**Task objective**
Read the records beneath this task and copy every line that contains the string "struct".

=== Study material ===

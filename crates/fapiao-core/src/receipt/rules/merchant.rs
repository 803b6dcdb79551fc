//! Merchant-name inference from receipt layout.

use crate::classify::OrganizationDetector;

/// Sentinel merchant name when no heuristic matches. The merchant
/// field is always a non-empty string, never an optional.
pub const UNKNOWN_MERCHANT: &str = "Unknown Merchant";

/// How the merchant name is chosen.
///
/// Two policies exist because the product shipped both: a full variant
/// running named-entity recognition first, and a lightweight variant
/// that always takes the first line. Callers pick one explicitly;
/// which is the right product behavior is still an open question.
#[derive(Debug, Clone, Copy, Default, PartialEq, Eq)]
pub enum MerchantPolicy {
    /// Organization entities first, then the first plausible line.
    #[default]
    EntityFirst,
    /// Always the first non-empty trimmed line, no entity pass.
    FirstLine,
}

/// Merchant-name extractor.
pub struct MerchantExtractor<'a> {
    policy: MerchantPolicy,
    detector: Option<&'a dyn OrganizationDetector>,
}

impl<'a> MerchantExtractor<'a> {
    pub fn new(policy: MerchantPolicy) -> Self {
        Self {
            policy,
            detector: None,
        }
    }

    /// Attach a named-entity recognition capability. Only consulted
    /// under [`MerchantPolicy::EntityFirst`].
    pub fn with_detector(mut self, detector: &'a dyn OrganizationDetector) -> Self {
        self.detector = Some(detector);
        self
    }

    /// Infer the merchant name. Always returns a non-empty string.
    pub fn extract(&self, text: &str) -> String {
        match self.policy {
            MerchantPolicy::EntityFirst => self
                .first_organization(text)
                .or_else(|| first_plausible_line(text))
                .unwrap_or_else(|| UNKNOWN_MERCHANT.to_string()),
            MerchantPolicy::FirstLine => text
                .lines()
                .map(str::trim)
                .find(|line| !line.is_empty())
                .map(str::to_string)
                .unwrap_or_else(|| UNKNOWN_MERCHANT.to_string()),
        }
    }

    /// First organization-tagged span in document order.
    fn first_organization(&self, text: &str) -> Option<String> {
        self.detector?
            .detect_organizations(text)
            .into_iter()
            .next()
    }
}

/// First non-empty trimmed line that does not begin with a digit and
/// is longer than two characters.
fn first_plausible_line(text: &str) -> Option<String> {
    text.lines()
        .map(str::trim)
        .find(|line| {
            !line.is_empty()
                && !line.chars().next().is_some_and(char::is_numeric)
                && line.chars().count() > 2
        })
        .map(str::to_string)
}

#[cfg(test)]
mod tests {
    use super::*;

    struct FakeDetector(Vec<String>);

    impl OrganizationDetector for FakeDetector {
        fn detect_organizations(&self, _text: &str) -> Vec<String> {
            self.0.clone()
        }
    }

    #[test]
    fn test_entity_first_prefers_organization() {
        let detector = FakeDetector(vec!["全聯實業股份有限公司".to_string()]);
        let extractor = MerchantExtractor::new(MerchantPolicy::EntityFirst).with_detector(&detector);
        assert_eq!(extractor.extract("隨便\n一些文字"), "全聯實業股份有限公司");
    }

    #[test]
    fn test_entity_first_without_detector_uses_line_heuristic() {
        let extractor = MerchantExtractor::new(MerchantPolicy::EntityFirst);
        assert_eq!(
            extractor.extract("  家樂福股份有限公司  \n總計 500"),
            "家樂福股份有限公司"
        );
    }

    #[test]
    fn test_line_heuristic_skips_digit_leading_and_short_lines() {
        let extractor = MerchantExtractor::new(MerchantPolicy::EntityFirst);
        let text = "123456789\nOK\n星巴克咖啡\n總計 160";
        assert_eq!(extractor.extract(text), "星巴克咖啡");
    }

    #[test]
    fn test_sentinel_when_nothing_plausible() {
        let extractor = MerchantExtractor::new(MerchantPolicy::EntityFirst);
        assert_eq!(extractor.extract("42\n\n7x\n"), UNKNOWN_MERCHANT);
        assert_eq!(extractor.extract(""), UNKNOWN_MERCHANT);
    }

    #[test]
    fn test_first_line_policy_takes_any_first_line() {
        let extractor = MerchantExtractor::new(MerchantPolicy::FirstLine);
        // Digit-leading lines are fine under the lightweight policy.
        assert_eq!(extractor.extract("\n  7-ELEVEN  \n總計 180"), "7-ELEVEN");
    }

    #[test]
    fn test_first_line_policy_sentinel_on_blank_input() {
        let extractor = MerchantExtractor::new(MerchantPolicy::FirstLine);
        assert_eq!(extractor.extract("\n   \n"), UNKNOWN_MERCHANT);
    }
}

===

**Answer box**
pub struct MerchantExtractor<'a> {
    struct FakeDetector(Vec<String>);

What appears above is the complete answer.